Records provided

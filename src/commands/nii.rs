use crate::cli::{GlobalArgs, NiiClaimArgs};
use crate::commands::deposit::{deposit_steps, DepositAmount};
use crate::commands::{gas_policy, Session};
use crate::config::Config;
use crate::error::{Result as WorkflowResult, WorkflowError};
use crate::workflow::amount::{select_range, Range};
use crate::workflow::capability::{CurrencyResolver, Operation};
use crate::workflow::{Step, StepPolicy, WorkflowContext};
use anyhow::{anyhow, Result};

pub async fn run(args: NiiClaimArgs, global: &GlobalArgs, config: Config) -> Result<()> {
    let range = select_range(args.range.blocks.as_deref(), args.range.accruals.as_deref())?;
    let symbol = args
        .currency
        .clone()
        .or_else(|| config.nii_currency().map(str::to_string))
        .ok_or_else(|| anyhow!("no interest currency: pass --currency or set [nii] currency"))?;
    let policy = gas_policy(global, &config)?;
    let contracts = config.contracts()?;
    contracts.interest_pool()?;
    contracts.vault()?;

    let session = Session::open(global, &config, policy, contracts).await?;
    let mut sequencer = session.sequencer();
    let outcomes = sequencer
        .run_planned(plan(session.context(), session.currencies(), &symbol, range))
        .await?;
    session.emit(&outcomes)
}

/// Release interest for `range`, then deposit the whole wallet balance of
/// the interest currency.
///
/// The release is advisory: the deposit re-reads the balance, so it still
/// moves whatever the wallet holds when the release fails or had nothing to
/// release.
pub async fn plan<'a>(
    ctx: WorkflowContext<'a>,
    currencies: &dyn CurrencyResolver,
    symbol: &str,
    range: Range,
) -> WorkflowResult<Vec<Step<'a>>> {
    let currency = currencies.resolve(symbol).await?;
    if currency.is_native() {
        return Err(WorkflowError::UnsupportedCurrency {
            symbol: currency.symbol,
            reason: "interest is paid in a token".to_string(),
        });
    }
    tracing::info!(currency = %currency.symbol, %range, "interest claim planned");

    let mut steps = vec![ctx.submit(
        format!("release interest for {range}"),
        StepPolicy::Advisory,
        Operation::ReleaseInterest { range },
    )];
    steps.extend(deposit_steps(ctx, &currency, DepositAmount::WalletBalance));
    Ok(steps)
}

#[cfg(test)]
mod tests {
    use super::*;
    use crate::workflow::amount::{parse_range, RangeKind};
    use crate::workflow::progress::NoopReporter;
    use crate::workflow::report::reduce;
    use crate::workflow::sequencer::{Sequencer, StepOutcomes};
    use crate::workflow::testing::{gas, usdc, Failure, FakeChain, FakeCurrencies};
    use crate::types::Network;
    use alloy_primitives::U256;
    use std::time::Duration;

    async fn claim(chain: &FakeChain, symbol: &str) -> WorkflowResult<StepOutcomes> {
        let range = parse_range(RangeKind::Accruals, "0-2")?;
        let ctx = WorkflowContext {
            submitter: chain,
            chain,
            options: gas(),
        };
        let mut sequencer = Sequencer::new(chain, &NoopReporter, Duration::from_secs(30));
        sequencer
            .run_planned(plan(ctx, &FakeCurrencies, symbol, range))
            .await
    }

    #[tokio::test(start_paused = true)]
    async fn releases_then_deposits_released_interest() {
        let chain = FakeChain::default();
        chain.set_interest(U256::from(500u64));

        let outcomes = claim(&chain, "USDC").await.unwrap();

        assert_eq!(outcomes.len(), 3);
        assert_eq!(chain.submitted_kinds(), vec!["release", "approve", "deposit"]);
        assert_eq!(
            chain.submitted()[2],
            Operation::Deposit {
                currency: usdc(),
                amount: U256::from(500u64),
            }
        );
    }

    #[tokio::test(start_paused = true)]
    async fn failed_release_still_deposits_wallet_balance() {
        let chain = FakeChain::default();
        chain.fail("release", Failure::Submit);
        chain.set_balance(&usdc(), U256::from(120u64));
        chain.set_allowance(&usdc(), U256::MAX);

        let outcomes = claim(&chain, "USDC").await.unwrap();
        let report = reduce(&outcomes, Network::Sepolia);

        assert_eq!(report.len(), 2);
        assert!(report[0].is_none());
        assert!(report[1].is_some());
        assert_eq!(chain.submitted_kinds(), vec!["deposit"]);
    }

    #[tokio::test(start_paused = true)]
    async fn nothing_released_and_empty_wallet_skips_deposit() {
        let chain = FakeChain::default();

        let outcomes = claim(&chain, "USDC").await.unwrap();

        assert_eq!(outcomes.len(), 1);
        assert_eq!(chain.submitted_kinds(), vec!["release"]);
    }

    #[tokio::test(start_paused = true)]
    async fn native_currency_is_rejected_before_submitting() {
        let chain = FakeChain::default();

        let err = claim(&chain, "ETH").await.unwrap_err();

        assert!(matches!(
            err,
            WorkflowError::UnsupportedCurrency { ref symbol, .. } if symbol == "ETH"
        ));
        assert!(chain.submitted().is_empty());
        assert_eq!(chain.stops(), 1);
    }
}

What the task requires
All of the data, start to finish: please output it exactly.

Answer section
filename src/commands/nii.rs
use crate::cli::{GlobalArgs, NiiClaimArgs};
use crate::commands::deposit::{deposit_steps, DepositAmount};
use crate::commands::{gas_policy, Session};
use crate::config::Config;
use crate::error::{Result as WorkflowResult, WorkflowError};
use crate::workflow::amount::{select_range, Range};
use crate::workflow::capability::{CurrencyResolver, Operation};
use crate::workflow::{Step, StepPolicy, WorkflowContext};
use anyhow::{anyhow, Result};

pub async fn run(args: NiiClaimArgs, global: &GlobalArgs, config: Config) -> Result<()> {
    let range = select_range(args.range.blocks.as_deref(), args.range.accruals.as_deref())?;
    let symbol = args
        .currency
        .clone()
        .or_else(|| config.nii_currency().map(str::to_string))
        .ok_or_else(|| anyhow!("no interest currency: pass --currency or set [nii] currency"))?;
    let policy = gas_policy(global, &config)?;
    let contracts = config.contracts()?;
    contracts.interest_pool()?;
    contracts.vault()?;

    let session = Session::open(global, &config, policy, contracts).await?;
    let mut sequencer = session.sequencer();
    let outcomes = sequencer
        .run_planned(plan(session.context(), session.currencies(), &symbol, range))
        .await?;
    session.emit(&outcomes)
}

/// Release interest for `range`, then deposit the whole wallet balance of
/// the interest currency.
///
/// The release is advisory: the deposit re-reads the balance, so it still
/// moves whatever the wallet holds when the release fails or had nothing to
/// release.
pub async fn plan<'a>(
    ctx: WorkflowContext<'a>,
    currencies: &dyn CurrencyResolver,
    symbol: &str,
    range: Range,
) -> WorkflowResult<Vec<Step<'a>>> {
    let currency = currencies.resolve(symbol).await?;
    if currency.is_native() {
        return Err(WorkflowError::UnsupportedCurrency {
            symbol: currency.symbol,
            reason: "interest is paid in a token".to_string(),
        });
    }
    tracing::info!(currency = %currency.symbol, %range, "interest claim planned");

    let mut steps = vec![ctx.submit(
        format!("release interest for {range}"),
        StepPolicy::Advisory,
        Operation::ReleaseInterest { range },
    )];
    steps.extend(deposit_steps(ctx, &currency, DepositAmount::WalletBalance));
    Ok(steps)
}

#[cfg(test)]
mod tests {
    use super::*;
    use crate::workflow::amount::{parse_range, RangeKind};
    use crate::workflow::progress::NoopReporter;
    use crate::workflow::report::reduce;
    use crate::workflow::sequencer::{Sequencer, StepOutcomes};
    use crate::workflow::testing::{gas, usdc, Failure, FakeChain, FakeCurrencies};
    use crate::types::Network;
    use alloy_primitives::U256;
    use std::time::Duration;

    async fn claim(chain: &FakeChain, symbol: &str) -> WorkflowResult<StepOutcomes> {
        let range = parse_range(RangeKind::Accruals, "0-2")?;
        let ctx = WorkflowContext {
            submitter: chain,
            chain,
            options: gas(),
        };
        let mut sequencer = Sequencer::new(chain, &NoopReporter, Duration::from_secs(30));
        sequencer
            .run_planned(plan(ctx, &FakeCurrencies, symbol, range))
            .await
    }

    #[tokio::test(start_paused = true)]
    async fn releases_then_deposits_released_interest() {
        let chain = FakeChain::default();
        chain.set_interest(U256::from(500u64));

        let outcomes = claim(&chain, "USDC").await.unwrap();

        assert_eq!(outcomes.len(), 3);
        assert_eq!(chain.submitted_kinds(), vec!["release", "approve", "deposit"]);
        assert_eq!(
            chain.submitted()[2],
            Operation::Deposit {
                currency: usdc(),
                amount: U256::from(500u64),
            }
        );
    }

    #[tokio::test(start_paused = true)]
    async fn failed_release_still_deposits_wallet_balance() {
        let chain = FakeChain::default();
        chain.fail("release", Failure::Submit);
        chain.set_balance(&usdc(), U256::from(120u64));
        chain.set_allowance(&usdc(), U256::MAX);

        let outcomes = claim(&chain, "USDC").await.unwrap();
        let report = reduce(&outcomes, Network::Sepolia);

        assert_eq!(report.len(), 2);
        assert!(report[0].is_none());
        assert!(report[1].is_some());
        assert_eq!(chain.submitted_kinds(), vec!["deposit"]);
    }

    #[tokio::test(start_paused = true)]
    async fn nothing_released_and_empty_wallet_skips_deposit() {
        let chain = FakeChain::default();

        let outcomes = claim(&chain, "USDC").await.unwrap();

        assert_eq!(outcomes.len(), 1);
        assert_eq!(chain.submitted_kinds(), vec!["release"]);
    }

    #[tokio::test(start_paused = true)]
    async fn native_currency_is_rejected_before_submitting() {
        let chain = FakeChain::default();

        let err = claim(&chain, "ETH").await.unwrap_err();

        assert!(matches!(
            err,
            WorkflowError::UnsupportedCurrency { ref symbol, .. } if symbol == "ETH"
        ));
        assert!(chain.submitted().is_empty());
        assert_eq!(chain.stops(), 1);
    }
}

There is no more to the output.